Without any regularity assumptions on the functions, the talk about the Cantor set is a red herring. Leaving aside trivial identifications, you have a projection operator $\pi \colon \ell^\infty(S) \to \ell^\infty(T)$, where $T \subset S$ are sets of cardinality $2^{\aleph_0}$, followed a multiplication operator $\mu_f \colon \ell^\infty(T)\to\ell^\infty(T)$, and the question is when $\mu_f$ is compact.

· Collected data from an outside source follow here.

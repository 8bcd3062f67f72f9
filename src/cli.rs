//! Command-Line Interface (CLI) argument parsing.
//!
//! This module defines the command-line arguments for the application using the
//! `clap` crate. These arguments are parsed at startup and then merged over
//! the configuration from the `alertbridge.toml` file and environment variables.

use crate::forked::Mode;
use clap::Parser;
use figment::{
    value::{Dict, Map, Value},
    Error, Metadata, Profile, Provider,
};
use std::path::PathBuf;

/// Forks Alertmanager traffic between an in-process and a remote backend.
#[derive(Parser, Debug, Default)]
#[command(author, version, about, long_about = None)]
pub struct Cli {
    /// Path to the TOML configuration file.
    #[arg(short, long, value_name = "FILE")]
    pub config: Option<PathBuf>,

    /// Which backend is authoritative.
    #[arg(long, value_enum)]
    pub mode: Option<Mode>,

    /// Base URL of the remote Alertmanager.
    #[arg(long, value_name = "URL")]
    pub remote_url: Option<String>,

    /// Log level filter, e.g. `info` or `alertbridge=debug`.
    #[arg(long, value_name = "LEVEL")]
    pub log_level: Option<String>,

    /// Capacity of the notification queue.
    #[arg(long, value_name = "N")]
    pub queue_capacity: Option<usize>,
}

impl Provider for Cli {
    fn metadata(&self) -> Metadata {
        Metadata::named("Command-Line Arguments")
    }

    fn data(&self) -> Result<Map<Profile, Dict>, Error> {
        let mut dict = Dict::new();

        if let Some(level) = &self.log_level {
            dict.insert("log_level".into(), Value::from(level.clone()));
        }

        let mut forking = Dict::new();
        if let Some(mode) = self.mode {
            forking.insert("mode".into(), Value::from(mode.as_str()));
        }
        if !forking.is_empty() {
            dict.insert("forking".into(), Value::from(forking));
        }

        let mut remote = Dict::new();
        if let Some(url) = &self.remote_url {
            remote.insert("url".into(), Value::from(url.clone()));
        }
        if !remote.is_empty() {
            dict.insert("remote".into(), Value::from(remote));
        }

        let mut sender = Dict::new();
        if let Some(capacity) = self.queue_capacity {
            sender.insert("queue_capacity".into(), Value::from(capacity));
        }
        if !sender.is_empty() {
            dict.insert("sender".into(), Value::from(sender));
        }

        let mut map = Map::new();
        map.insert(Profile::Default, dict);
        Ok(map)
    }
}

The spectral theorem for compact operators yields the necessary conditions

  • the range of $f$ must be countable, and has no other accumulation point than $0$,
  • for each $\alpha \neq 0$, the set $f^{-1}(\alpha)$ must be finite,

so we have that either

  • $f(t)\neq 0$ for only finitely many $t$; then the range of $\mu_f$ is finite-dimensional and $\mu_f$ is compact, or
  • there is a sequence $0 \neq \alpha_n \to 0$, and there are finite sets $T_n \subset T$ with $T_n = f^{-1}(\alpha_n)$, and $f(t) = 0$ for $t\notin \bigcup\limits_{n\in\mathbb{N}} T_n$. Then $\mu_f$ is the norm-limit of a sequence of operators with finite-dimensional range, hence compact.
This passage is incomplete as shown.